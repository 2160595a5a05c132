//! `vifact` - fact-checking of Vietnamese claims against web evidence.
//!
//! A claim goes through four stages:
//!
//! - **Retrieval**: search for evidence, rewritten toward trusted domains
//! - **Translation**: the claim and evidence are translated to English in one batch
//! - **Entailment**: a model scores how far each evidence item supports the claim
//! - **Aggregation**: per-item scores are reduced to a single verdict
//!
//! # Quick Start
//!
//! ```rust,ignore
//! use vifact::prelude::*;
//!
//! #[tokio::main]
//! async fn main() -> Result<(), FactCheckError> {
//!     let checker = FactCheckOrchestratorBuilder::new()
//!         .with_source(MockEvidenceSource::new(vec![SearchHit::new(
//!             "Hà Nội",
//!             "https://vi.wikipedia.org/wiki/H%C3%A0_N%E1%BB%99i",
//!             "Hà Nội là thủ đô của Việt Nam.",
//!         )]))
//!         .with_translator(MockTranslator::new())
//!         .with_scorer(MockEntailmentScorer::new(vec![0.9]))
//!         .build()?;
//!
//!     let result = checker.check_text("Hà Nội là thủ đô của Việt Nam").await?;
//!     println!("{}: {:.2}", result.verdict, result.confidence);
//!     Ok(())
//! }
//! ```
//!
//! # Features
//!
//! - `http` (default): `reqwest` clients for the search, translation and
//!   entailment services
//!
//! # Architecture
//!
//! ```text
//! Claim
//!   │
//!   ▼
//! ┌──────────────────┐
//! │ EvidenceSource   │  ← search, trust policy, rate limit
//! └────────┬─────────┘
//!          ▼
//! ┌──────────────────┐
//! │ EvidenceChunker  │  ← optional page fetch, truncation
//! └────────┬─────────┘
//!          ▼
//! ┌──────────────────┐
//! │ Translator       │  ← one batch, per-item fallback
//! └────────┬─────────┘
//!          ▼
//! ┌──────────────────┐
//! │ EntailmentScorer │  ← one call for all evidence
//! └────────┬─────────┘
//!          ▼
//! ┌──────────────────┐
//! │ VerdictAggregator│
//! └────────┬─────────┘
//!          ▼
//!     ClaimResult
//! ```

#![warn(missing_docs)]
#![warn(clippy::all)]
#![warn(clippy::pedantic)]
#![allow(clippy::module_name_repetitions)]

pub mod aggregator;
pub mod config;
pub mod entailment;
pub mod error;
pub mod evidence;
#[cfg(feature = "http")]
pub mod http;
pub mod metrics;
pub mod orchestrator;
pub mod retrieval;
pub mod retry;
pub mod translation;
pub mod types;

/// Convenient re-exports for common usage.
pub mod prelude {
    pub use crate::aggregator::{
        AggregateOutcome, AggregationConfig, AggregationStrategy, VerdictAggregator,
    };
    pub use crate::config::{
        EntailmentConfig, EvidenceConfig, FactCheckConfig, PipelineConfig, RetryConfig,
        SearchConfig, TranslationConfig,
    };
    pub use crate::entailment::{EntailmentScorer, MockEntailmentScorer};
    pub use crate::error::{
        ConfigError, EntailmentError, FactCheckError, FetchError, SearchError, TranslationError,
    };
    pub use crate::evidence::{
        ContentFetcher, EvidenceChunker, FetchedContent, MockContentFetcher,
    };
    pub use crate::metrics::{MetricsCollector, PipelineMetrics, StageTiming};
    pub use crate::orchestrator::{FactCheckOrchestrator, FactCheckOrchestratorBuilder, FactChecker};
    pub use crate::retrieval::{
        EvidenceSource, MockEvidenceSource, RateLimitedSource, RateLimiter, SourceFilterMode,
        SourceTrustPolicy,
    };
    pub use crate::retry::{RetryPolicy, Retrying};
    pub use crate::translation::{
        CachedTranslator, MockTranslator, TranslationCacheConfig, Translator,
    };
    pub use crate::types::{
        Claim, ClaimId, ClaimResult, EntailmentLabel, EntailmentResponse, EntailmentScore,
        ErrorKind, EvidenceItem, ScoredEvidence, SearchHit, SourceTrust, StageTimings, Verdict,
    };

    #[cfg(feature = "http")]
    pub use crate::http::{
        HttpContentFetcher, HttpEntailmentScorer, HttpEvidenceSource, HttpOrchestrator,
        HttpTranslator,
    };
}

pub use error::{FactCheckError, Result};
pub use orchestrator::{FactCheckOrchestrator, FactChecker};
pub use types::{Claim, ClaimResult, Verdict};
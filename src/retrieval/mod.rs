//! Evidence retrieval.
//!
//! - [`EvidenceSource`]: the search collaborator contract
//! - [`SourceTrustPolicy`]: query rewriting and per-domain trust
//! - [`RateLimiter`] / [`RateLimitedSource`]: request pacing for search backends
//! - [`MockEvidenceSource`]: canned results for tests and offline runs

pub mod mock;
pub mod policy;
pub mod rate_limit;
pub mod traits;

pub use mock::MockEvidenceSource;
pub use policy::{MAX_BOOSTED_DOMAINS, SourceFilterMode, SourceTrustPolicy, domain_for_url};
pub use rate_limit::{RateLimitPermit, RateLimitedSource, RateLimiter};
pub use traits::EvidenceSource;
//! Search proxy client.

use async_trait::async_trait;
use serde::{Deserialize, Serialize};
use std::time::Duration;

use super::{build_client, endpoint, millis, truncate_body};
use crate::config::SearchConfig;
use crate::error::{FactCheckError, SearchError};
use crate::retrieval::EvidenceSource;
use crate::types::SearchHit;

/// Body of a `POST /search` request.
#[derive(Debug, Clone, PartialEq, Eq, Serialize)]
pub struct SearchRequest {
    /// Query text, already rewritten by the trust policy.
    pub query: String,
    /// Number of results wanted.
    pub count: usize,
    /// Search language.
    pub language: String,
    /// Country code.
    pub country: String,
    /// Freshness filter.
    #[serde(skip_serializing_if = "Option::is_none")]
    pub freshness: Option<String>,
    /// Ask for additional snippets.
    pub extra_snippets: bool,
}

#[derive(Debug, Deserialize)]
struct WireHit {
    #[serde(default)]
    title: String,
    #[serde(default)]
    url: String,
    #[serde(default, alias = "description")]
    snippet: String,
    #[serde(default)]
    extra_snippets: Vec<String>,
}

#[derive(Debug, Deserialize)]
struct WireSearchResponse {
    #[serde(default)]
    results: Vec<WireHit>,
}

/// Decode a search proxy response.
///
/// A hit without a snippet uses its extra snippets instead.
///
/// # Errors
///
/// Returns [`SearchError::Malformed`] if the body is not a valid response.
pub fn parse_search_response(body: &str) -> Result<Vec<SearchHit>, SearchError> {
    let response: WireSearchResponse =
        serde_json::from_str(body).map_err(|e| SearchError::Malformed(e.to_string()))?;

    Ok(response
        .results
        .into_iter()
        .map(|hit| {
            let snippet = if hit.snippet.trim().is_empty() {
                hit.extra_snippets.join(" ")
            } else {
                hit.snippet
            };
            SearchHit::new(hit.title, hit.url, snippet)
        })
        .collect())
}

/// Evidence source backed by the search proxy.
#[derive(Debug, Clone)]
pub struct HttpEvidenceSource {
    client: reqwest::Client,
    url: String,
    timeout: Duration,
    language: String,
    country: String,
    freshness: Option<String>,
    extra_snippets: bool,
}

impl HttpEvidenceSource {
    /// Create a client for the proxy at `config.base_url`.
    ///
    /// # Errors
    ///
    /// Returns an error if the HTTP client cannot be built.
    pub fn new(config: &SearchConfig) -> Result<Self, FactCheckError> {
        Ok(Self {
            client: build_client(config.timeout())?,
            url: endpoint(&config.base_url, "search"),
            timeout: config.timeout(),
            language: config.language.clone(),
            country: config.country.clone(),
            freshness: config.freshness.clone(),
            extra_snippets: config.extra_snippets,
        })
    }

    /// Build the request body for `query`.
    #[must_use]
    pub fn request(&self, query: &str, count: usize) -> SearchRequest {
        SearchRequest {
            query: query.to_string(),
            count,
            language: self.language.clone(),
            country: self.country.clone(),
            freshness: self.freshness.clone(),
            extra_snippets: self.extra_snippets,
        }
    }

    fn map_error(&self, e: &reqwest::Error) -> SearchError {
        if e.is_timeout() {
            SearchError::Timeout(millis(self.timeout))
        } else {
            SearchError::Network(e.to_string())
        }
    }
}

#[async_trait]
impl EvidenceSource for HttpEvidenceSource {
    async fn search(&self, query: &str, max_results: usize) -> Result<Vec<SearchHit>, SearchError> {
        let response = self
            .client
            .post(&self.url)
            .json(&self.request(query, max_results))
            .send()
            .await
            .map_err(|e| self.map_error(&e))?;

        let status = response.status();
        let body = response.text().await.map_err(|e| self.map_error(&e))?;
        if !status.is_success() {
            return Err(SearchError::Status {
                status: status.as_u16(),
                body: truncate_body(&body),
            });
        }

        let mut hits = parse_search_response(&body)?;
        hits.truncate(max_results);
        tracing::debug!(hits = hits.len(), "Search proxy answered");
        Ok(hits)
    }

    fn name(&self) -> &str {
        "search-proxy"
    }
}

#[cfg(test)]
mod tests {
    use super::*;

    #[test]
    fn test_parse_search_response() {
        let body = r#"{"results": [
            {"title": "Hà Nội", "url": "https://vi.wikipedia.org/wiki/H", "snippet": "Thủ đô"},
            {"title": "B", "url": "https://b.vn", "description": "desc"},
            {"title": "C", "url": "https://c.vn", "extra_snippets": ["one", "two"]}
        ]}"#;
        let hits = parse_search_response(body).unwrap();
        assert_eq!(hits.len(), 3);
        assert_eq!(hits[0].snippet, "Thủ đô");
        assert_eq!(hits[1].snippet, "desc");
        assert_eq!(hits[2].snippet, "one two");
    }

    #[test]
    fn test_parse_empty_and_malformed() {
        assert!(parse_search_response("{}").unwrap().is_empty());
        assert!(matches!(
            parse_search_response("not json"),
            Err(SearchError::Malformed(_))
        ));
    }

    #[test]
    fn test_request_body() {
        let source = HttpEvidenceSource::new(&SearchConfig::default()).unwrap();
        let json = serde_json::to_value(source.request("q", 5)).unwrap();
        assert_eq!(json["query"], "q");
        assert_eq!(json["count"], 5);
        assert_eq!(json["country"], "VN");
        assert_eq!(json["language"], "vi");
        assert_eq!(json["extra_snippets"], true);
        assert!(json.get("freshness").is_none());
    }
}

··········

## Problem statement
Scan the material for the string "struct". Copy each line where it appears.

## Result of the exercise
pub struct SearchRequest {
struct WireHit {
struct WireSearchResponse {
pub struct HttpEvidenceSource {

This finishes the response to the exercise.